Chemoselective synthesis of macrocyclic poly(methylvinylsiloxane)s via metathetical ring-expanding polymerization of oligomeric cyclosiloxanes by sequential (MeVinylSi-O-) insertion reactions

Macrocyclic polysiloxanes are useful materials for the development of interpenetrating polymer networks and thermally stable materials. The main drawbacks of reported methods for the preparation of macrocyclic polysiloxanes are that mixtures of linear and cyclic polysiloxanes are commonly obtained, and complex and time-consuming separation processes are needed. Moreover, the preparation of macrocyclic polysiloxanes occasionally needs harsh conditions, and in general has low efficiency.
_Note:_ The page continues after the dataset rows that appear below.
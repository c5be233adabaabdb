//! Client side of the dispatch router.
//!
//! Tracks the single server connection in a [`LivenessContext`] and keeps it
//! fresh with heartbeats.

use super::{Dispatcher, MessageRouter};
use crate::config::{RpcConfig, RpcDefaults};
use crate::connection::ConnectionHandle;
use crate::liveness::LivenessContext;
use crate::message::{Message, Payload};
use crate::registry::ServiceRegistry;
use crate::response::Response;
use crate::{Result, RpcError};
use parking_lot::Mutex;
use serde_json::Value;
use std::sync::atomic::{AtomicBool, Ordering};
use std::time::Duration;
use tokio::sync::futures::Notified;
use tokio::sync::Notify;
use tracing::{debug, info, warn};

/// Router for a client's connection to its server.
pub struct ClientRouter {
    name: String,
    server: String,
    heartbeat_period: Duration,
    dispatcher: Dispatcher,
    liveness: Mutex<LivenessContext>,
    heartbeat_now: Notify,
    /// Set by [`close`](ClientRouter::close); later connections are refused.
    closed: AtomicBool,
}

impl ClientRouter {
    /// `name` is announced in heartbeats; `server` labels the remote side in
    /// errors. Must be called within a Tokio runtime.
    pub fn new(
        name: impl Into<String>,
        server: impl Into<String>,
        config: &RpcConfig,
        registry: ServiceRegistry,
    ) -> Self {
        let name = name.into();
        Self {
            dispatcher: Dispatcher::new(
                format!("client-{}", name),
                registry,
                config.worker_threads,
                config.worker_queue_capacity,
            ),
            name,
            server: server.into(),
            heartbeat_period: config.heartbeat_period,
            liveness: Mutex::new(LivenessContext::new()),
            heartbeat_now: Notify::new(),
            closed: AtomicBool::new(false),
        }
    }

    pub fn name(&self) -> &str {
        &self.name
    }

    pub fn dispatcher(&self) -> &Dispatcher {
        &self.dispatcher
    }

    /// Snapshot of the server's liveness context.
    pub fn liveness(&self) -> LivenessContext {
        self.liveness.lock().clone()
    }

    pub fn is_live(&self) -> bool {
        self.liveness.lock().is_live(self.heartbeat_period)
    }

    /// Call a service on the server.
    ///
    /// Refused with [`RpcError::ConnectionNotActive`] unless the connection is
    /// up and a heartbeat succeeded within two heartbeat periods.
    pub async fn send(&self, kind: &str, payload: &Payload) -> Result<Response> {
        let conn = self
            .liveness
            .lock()
            .live_handle(self.heartbeat_period)
            .cloned()
            .ok_or_else(|| RpcError::not_active(self.server.clone()))?;

        let message = Message::request(kind, payload)?;
        self.dispatcher.call(&conn, &self.server, message).await
    }

    /// Send one heartbeat and refresh liveness on success.
    ///
    /// Failures are logged only; the read timeout and reconnect loop deal
    /// with a dead link.
    pub async fn heartbeat(&self) -> Result<()> {
        let mut payload = Payload::new();
        payload.insert("name".into(), Value::String(self.name.clone()));

        let result = match self.send(RpcDefaults::HEARTBEAT_SERVICE, &payload).await {
            Ok(response) => response.into_result().map(|_| ()),
            Err(e) => Err(e),
        };

        match &result {
            Ok(()) => {
                self.liveness.lock().touch();
                debug!(client = %self.name, "Heartbeat acknowledged");
            }
            Err(e) => warn!(client = %self.name, "Heartbeat to {} failed: {}", self.server, e),
        }
        result
    }

    /// Resolves when a freshly activated connection wants an immediate
    /// heartbeat.
    pub fn heartbeat_requested(&self) -> Notified<'_> {
        self.heartbeat_now.notified()
    }

    /// Close the current connection, if any, and refuse any connection that
    /// activates afterwards.
    pub fn close(&self) {
        self.closed.store(true, Ordering::Release);
        if let Some(conn) = self.liveness.lock().clear() {
            conn.close();
        }
    }

    pub async fn shutdown(&self, grace: Duration) {
        self.close();
        self.dispatcher.shutdown(grace).await;
    }
}

#[async_trait::async_trait]
impl MessageRouter for ClientRouter {
    async fn on_active(&self, conn: &ConnectionHandle) {
        {
            let mut liveness = self.liveness.lock();
            if self.closed.load(Ordering::Acquire) {
                drop(liveness);
                debug!(client = %self.name, "Router closed, dropping connection {}", conn);
                conn.close();
                return;
            }
            liveness.attach(conn.clone());
        }
        self.heartbeat_now.notify_one();
        info!(client = %self.name, "Connected to server {} over {}", self.server, conn);
    }

    async fn on_message(&self, conn: &ConnectionHandle, message: Message) {
        self.dispatcher.dispatch(conn, message).await;
    }

    async fn on_inactive(&self, conn: &ConnectionHandle) {
        self.liveness.lock().detach(conn.id());
        self.dispatcher.pending().fail_connection(conn.id());
        info!(client = %self.name, "Connection {} to server {} inactive", conn, self.server);
    }
}

#[cfg(test)]
mod tests {
    use super::*;
    use tokio::sync::mpsc;

    fn router() -> ClientRouter {
        let config = RpcConfig::default().with_worker_threads(1);
        ClientRouter::new("agent1", "server", &config, ServiceRegistry::new())
    }

    fn connection() -> (ConnectionHandle, mpsc::Receiver<Message>) {
        let (tx, rx) = mpsc::channel(8);
        (ConnectionHandle::new(tx, None), rx)
    }

    #[tokio::test]
    async fn test_send_without_connection_is_refused() {
        let router = router();
        let result = router.send("execute", &Payload::new()).await;
        assert!(matches!(
            result,
            Err(RpcError::ConnectionNotActive { peer }) if peer == "server"
        ));
    }

    #[tokio::test]
    async fn test_heartbeat_names_the_client_and_refreshes_liveness() {
        let router = std::sync::Arc::new(router());
        let (conn, mut outbound) = connection();
        router.on_active(&conn).await;
        assert!(router.is_live());

        let heartbeat = {
            let router = router.clone();
            tokio::spawn(async move { router.heartbeat().await })
        };

        let ping = outbound.recv().await.unwrap();
        assert_eq!(ping.kind, "ping");
        assert_eq!(ping.payload_map().unwrap()["name"], "agent1");

        router
            .on_message(&conn, ping.respond(&Response::ok()).unwrap())
            .await;
        heartbeat.await.unwrap().unwrap();
    }

    #[tokio::test]
    async fn test_inactive_fails_pending_and_detaches() {
        let router = std::sync::Arc::new(router());
        let (conn, mut outbound) = connection();
        router.on_active(&conn).await;

        let call = {
            let router = router.clone();
            tokio::spawn(async move { router.send("status", &Payload::new()).await })
        };
        outbound.recv().await.unwrap();

        conn.close();
        router.on_inactive(&conn).await;

        assert!(matches!(
            call.await.unwrap(),
            Err(RpcError::ConnectionNotActive { .. })
        ));
        assert!(!router.is_live());
        assert!(router.liveness().handle().is_none());
    }

    #[tokio::test(start_paused = true)]
    async fn test_send_refused_once_heartbeats_stop() {
        let router = router();
        let (conn, _outbound) = connection();
        router.on_active(&conn).await;
        assert!(router.is_live());

        tokio::time::advance(RpcDefaults::HEARTBEAT_PERIOD * 2 + Duration::from_millis(1)).await;

        assert!(!conn.is_closed());
        assert!(router.liveness().handle().is_some());
        assert!(matches!(
            router.send("execute", &Payload::new()).await,
            Err(RpcError::ConnectionNotActive { peer }) if peer == "server"
        ));
    }

    #[tokio::test]
    async fn test_connection_after_close_is_dropped() {
        let router = router();
        router.close();

        let (conn, _outbound) = connection();
        router.on_active(&conn).await;

        assert!(conn.is_closed());
        assert!(router.liveness().handle().is_none());
        assert!(!router.is_live());
    }

    #[tokio::test]
    async fn test_stale_inactive_keeps_newer_connection() {
        let router = router();
        let (old, _old_rx) = connection();
        let (new, _new_rx) = connection();

        router.on_active(&old).await;
        router.on_active(&new).await;
        router.on_inactive(&old).await;

        assert!(router.is_live());
        assert_eq!(router.liveness().handle().map(|h| h.id()), Some(new.id()));
    }
}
In this research, we find that highly pure macrocyclic poly(methylvinylsiloxane)s (cPMVSs) can be chemoselectively prepared from 1,3,5,7-tetramethyl-1,3,5,7-tetravinylcyclotetrasiloxane with water catalyzed by anhydrous iron(III) chloride in high efficiency. The structure of cPMVSs is characterized by gel permeation chromatography, infrared spectroscopy, 1H- and 29Si-nuclear magnetic resonance (NMR), and viscosity. Thermogravimetric analysis shows that cPMVSs have excellent thermal stability. A metathetical ring-expanding polymerization mechanism is proposed.